*Exercise requirements*. Scan the lines below for the string "Some". Reply with how many match, and no other words.

*Source data*.

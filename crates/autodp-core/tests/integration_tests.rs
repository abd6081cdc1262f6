//! Integration tests for autodp-core
//!
//! These tests exercise the array capability the bounded-tensor layer relies on:
//! broadcasting arithmetic, shaped comparison masks, clipping and stacking.

use autodp_core::{broadcast_shape, shapes_broadcastable, DenseND};

#[test]
fn test_interval_products_via_broadcasting() {
    // Four-corner products of an interval against a negative scalar
    let lo = DenseND::from_vec(vec![-1.0, 0.0, 2.0], &[3]).unwrap();
    let hi = DenseND::from_vec(vec![1.0, 3.0, 4.0], &[3]).unwrap();
    let c = DenseND::scalar(-2.0);

    let p1 = lo.try_mul(&c).unwrap();
    let p2 = hi.try_mul(&c).unwrap();
    let new_lo = p1.minimum(&p2).unwrap();
    let new_hi = p1.maximum(&p2).unwrap();

    assert_eq!(new_lo.to_vec(), vec![-2.0, -6.0, -8.0]);
    assert_eq!(new_hi.to_vec(), vec![2.0, 0.0, -4.0]);
}

#[test]
fn test_row_broadcast_against_batch() {
    let batch = DenseND::from_vec((0..12).map(|x| x as f64).collect(), &[3, 4]).unwrap();
    let row = DenseND::from_vec(vec![1.0, 1.0, 1.0, 1.0], &[4]).unwrap();

    let shifted = batch.try_add(&row).unwrap();
    assert_eq!(shifted.shape(), &[3, 4]);
    assert!(!shifted.eq_elementwise(&batch).unwrap().any());
    assert!(shifted.gt(&batch).unwrap().all());
}

#[test]
fn test_non_broadcastable_shapes() {
    assert!(!shapes_broadcastable(&[5, 5], &[4, 4]));
    assert_eq!(broadcast_shape(&[5, 5], &[4, 4]), None);

    let a = DenseND::<f64>::zeros(&[5, 5]);
    let b = DenseND::<f64>::zeros(&[4, 4]);
    assert!(a.try_mul(&b).is_err());
    assert!(a.lt(&b).is_err());
}

#[test]
fn test_stack_and_compare_rows() {
    let rows: Vec<DenseND<i64>> = (0..3)
        .map(|i| DenseND::from_elem(&[2, 2], i))
        .collect();
    let stacked = DenseND::stack_rows(&rows).unwrap();
    assert_eq!(stacked.shape(), &[3, 2, 2]);
    assert_eq!(stacked.eq_scalar(2).count_true(), 4);
}

#[test]
fn test_clip_then_reduce() {
    let data = DenseND::<i64>::random_int(&[6, 6], -2, 4).unwrap();
    let clipped = data.clip(Some(0), Some(1));
    assert!(clipped.gte_scalar(0).all());
    assert!(clipped.lte_scalar(1).all());

    let collapsed = data.clip(Some(3), Some(-1));
    assert!(collapsed.eq_scalar(-1).all());
}
//! Right-hand operands of binary operations.
//!
//! Every binary operation takes `impl Into<Operand>` and matches the variant
//! exactly once. Row-entity operands are peeled off first and handled row by
//! row; everything else is lowered to an [`Elementwise`] view carrying its
//! interval, its owners and its scalar manager.

use autodp_core::DenseND;

use crate::element::Element;
use crate::entity::Entity;
use crate::gamma::IntermediateGammaTensor;
use crate::interval::IntervalRef;
use crate::row_entity::RowEntityTensor;
use crate::scalar_manager::ScalarManager;
use crate::single_entity::SingleEntityTensor;
use crate::tensor::{PhiTensor, RowSlot};

/// The right-hand side of a binary tensor operation.
#[derive(Debug)]
pub enum Operand<'a, T> {
    /// A public scalar, broadcast to every element
    Scalar(T),
    /// A public array, broadcast against the tensor
    Array(&'a DenseND<T>),
    /// A tensor owned by one entity
    Single(&'a SingleEntityTensor<T>),
    /// A row of per-entity tensors
    Row(&'a RowEntityTensor<T>),
    /// A multi-entity (escalated) tensor
    Gamma(&'a IntermediateGammaTensor<T>),
}

impl<'a, T: Copy> Clone for Operand<'a, T> {
    fn clone(&self) -> Self {
        *self
    }
}

impl<'a, T: Copy> Copy for Operand<'a, T> {}

impl<'a, T: Element> Operand<'a, T> {
    /// Variant name, for diagnostics
    pub fn kind(&self) -> &'static str {
        match self {
            Operand::Scalar(_) => "scalar",
            Operand::Array(_) => "array",
            Operand::Single(_) => "single_entity",
            Operand::Row(_) => "row_entity",
            Operand::Gamma(_) => "gamma",
        }
    }

    /// Split off row-entity operands; lower everything else to an elementwise view.
    pub(crate) fn elementwise(self) -> Result<Elementwise<'a, T>, &'a RowEntityTensor<T>> {
        match self {
            Operand::Scalar(value) => Ok(Elementwise::public(IntervalRef::scalar(value))),
            Operand::Array(values) => Ok(Elementwise::public(IntervalRef::exact(values))),
            Operand::Single(tensor) => Ok(tensor.tagged().into()),
            Operand::Gamma(tensor) => Ok(tensor.tagged().into()),
            Operand::Row(rows) => Err(rows),
        }
    }
}

/// Who a tagged operand's values are attributed to.
#[derive(Debug, Clone, Copy)]
pub(crate) enum Owner<'a> {
    One(&'a Entity),
    Many(&'a [Entity]),
}

impl<'a> Owner<'a> {
    pub fn entities(self) -> &'a [Entity] {
        match self {
            Owner::One(entity) => std::slice::from_ref(entity),
            Owner::Many(entities) => entities,
        }
    }

    pub fn describe(self) -> String {
        self.entities()
            .iter()
            .map(|e| e.name())
            .collect::<Vec<_>>()
            .join(", ")
    }
}

/// Left-hand side of an elementwise operation: always entity-tagged.
#[derive(Clone)]
pub(crate) struct Tagged<'a, T: Clone> {
    pub interval: IntervalRef<'a, T>,
    pub owner: Owner<'a>,
    pub manager: Option<&'a ScalarManager>,
}

/// Right-hand side of an elementwise operation: tagged or public.
#[derive(Clone)]
pub(crate) struct Elementwise<'a, T: Clone> {
    pub interval: IntervalRef<'a, T>,
    pub owner: Option<Owner<'a>>,
    pub manager: Option<&'a ScalarManager>,
}

impl<'a, T: Clone> Elementwise<'a, T> {
    fn public(interval: IntervalRef<'a, T>) -> Self {
        Self {
            interval,
            owner: None,
            manager: None,
        }
    }
}

impl<'a, T: Clone> From<Tagged<'a, T>> for Elementwise<'a, T> {
    fn from(tagged: Tagged<'a, T>) -> Self {
        Self {
            interval: tagged.interval,
            owner: Some(tagged.owner),
            manager: tagged.manager,
        }
    }
}

macro_rules! scalar_operand {
    ($($t:ty),*) => {
        $(
            impl<'a> From<$t> for Operand<'a, $t> {
                fn from(value: $t) -> Self {
                    Operand::Scalar(value)
                }
            }
        )*
    };
}

scalar_operand!(f32, f64, i8, i16, i32, i64, isize);

impl<'a, T> From<&'a DenseND<T>> for Operand<'a, T> {
    fn from(values: &'a DenseND<T>) -> Self {
        Operand::Array(values)
    }
}

impl<'a, T> From<&'a SingleEntityTensor<T>> for Operand<'a, T> {
    fn from(tensor: &'a SingleEntityTensor<T>) -> Self {
        Operand::Single(tensor)
    }
}

impl<'a, T> From<&'a RowEntityTensor<T>> for Operand<'a, T> {
    fn from(tensor: &'a RowEntityTensor<T>) -> Self {
        Operand::Row(tensor)
    }
}

impl<'a, T> From<&'a IntermediateGammaTensor<T>> for Operand<'a, T> {
    fn from(tensor: &'a IntermediateGammaTensor<T>) -> Self {
        Operand::Gamma(tensor)
    }
}

impl<'a, T> From<&'a RowSlot<T>> for Operand<'a, T> {
    fn from(slot: &'a RowSlot<T>) -> Self {
        match slot {
            RowSlot::Single(tensor) => Operand::Single(tensor),
            RowSlot::Gamma(tensor) => Operand::Gamma(tensor),
        }
    }
}

impl<'a, T> From<&'a PhiTensor<T>> for Operand<'a, T> {
    fn from(tensor: &'a PhiTensor<T>) -> Self {
        match tensor {
            PhiTensor::Single(tensor) => Operand::Single(tensor),
            PhiTensor::Row(tensor) => Operand::Row(tensor),
            PhiTensor::Gamma(tensor) => Operand::Gamma(tensor),
        }
    }
}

*Your solution*. 3